+++ Records to use +++

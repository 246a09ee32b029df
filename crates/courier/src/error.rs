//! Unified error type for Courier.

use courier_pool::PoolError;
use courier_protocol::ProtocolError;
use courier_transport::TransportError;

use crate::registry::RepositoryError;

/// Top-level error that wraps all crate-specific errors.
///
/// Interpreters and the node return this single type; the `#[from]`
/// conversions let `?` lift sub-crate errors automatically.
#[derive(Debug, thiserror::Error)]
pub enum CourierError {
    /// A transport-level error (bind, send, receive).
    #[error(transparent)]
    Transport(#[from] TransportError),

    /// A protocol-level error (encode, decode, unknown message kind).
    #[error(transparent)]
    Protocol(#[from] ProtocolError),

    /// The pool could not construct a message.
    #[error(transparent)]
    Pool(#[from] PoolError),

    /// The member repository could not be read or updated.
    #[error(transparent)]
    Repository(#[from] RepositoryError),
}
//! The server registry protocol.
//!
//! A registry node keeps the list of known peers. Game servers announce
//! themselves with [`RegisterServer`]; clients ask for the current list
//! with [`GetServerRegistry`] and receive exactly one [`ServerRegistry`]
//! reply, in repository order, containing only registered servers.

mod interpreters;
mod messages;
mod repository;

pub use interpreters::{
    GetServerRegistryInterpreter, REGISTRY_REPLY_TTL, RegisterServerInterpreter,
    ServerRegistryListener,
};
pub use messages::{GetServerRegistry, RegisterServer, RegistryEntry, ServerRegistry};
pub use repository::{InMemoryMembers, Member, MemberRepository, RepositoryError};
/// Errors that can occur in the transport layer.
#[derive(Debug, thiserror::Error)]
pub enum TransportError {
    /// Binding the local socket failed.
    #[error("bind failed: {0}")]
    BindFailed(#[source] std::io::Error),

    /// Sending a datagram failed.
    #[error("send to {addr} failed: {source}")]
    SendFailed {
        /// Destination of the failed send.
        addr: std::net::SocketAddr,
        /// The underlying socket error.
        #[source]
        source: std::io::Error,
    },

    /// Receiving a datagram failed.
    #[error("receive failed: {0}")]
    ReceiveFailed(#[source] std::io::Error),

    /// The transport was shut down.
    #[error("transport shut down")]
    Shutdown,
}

+++
+++ Records to use +++

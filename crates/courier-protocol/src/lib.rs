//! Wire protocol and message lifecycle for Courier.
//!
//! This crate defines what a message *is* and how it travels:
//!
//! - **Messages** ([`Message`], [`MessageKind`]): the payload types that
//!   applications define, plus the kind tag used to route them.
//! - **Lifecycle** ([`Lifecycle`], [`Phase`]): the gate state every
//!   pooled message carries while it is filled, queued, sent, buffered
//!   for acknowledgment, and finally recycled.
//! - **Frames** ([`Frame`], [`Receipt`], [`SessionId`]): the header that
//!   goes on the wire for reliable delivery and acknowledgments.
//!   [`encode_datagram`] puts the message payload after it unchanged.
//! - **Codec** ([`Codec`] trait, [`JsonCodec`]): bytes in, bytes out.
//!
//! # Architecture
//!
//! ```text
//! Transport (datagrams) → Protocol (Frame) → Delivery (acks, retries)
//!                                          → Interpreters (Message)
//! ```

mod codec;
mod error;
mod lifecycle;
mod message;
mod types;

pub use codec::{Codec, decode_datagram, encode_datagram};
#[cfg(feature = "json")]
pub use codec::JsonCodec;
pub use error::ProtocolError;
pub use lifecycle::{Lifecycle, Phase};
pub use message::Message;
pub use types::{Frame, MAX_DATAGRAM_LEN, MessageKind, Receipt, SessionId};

+++

### What is required
Filter the entries down to the lines with the word "that" in them.

### Answer
/// Top-level error that wraps all crate-specific errors.
/// Errors that can occur in the transport layer.
//! - **Messages** ([`Message`], [`MessageKind`]): the payload types that
//! - **Frames** ([`Frame`], [`Receipt`], [`SessionId`]): the header that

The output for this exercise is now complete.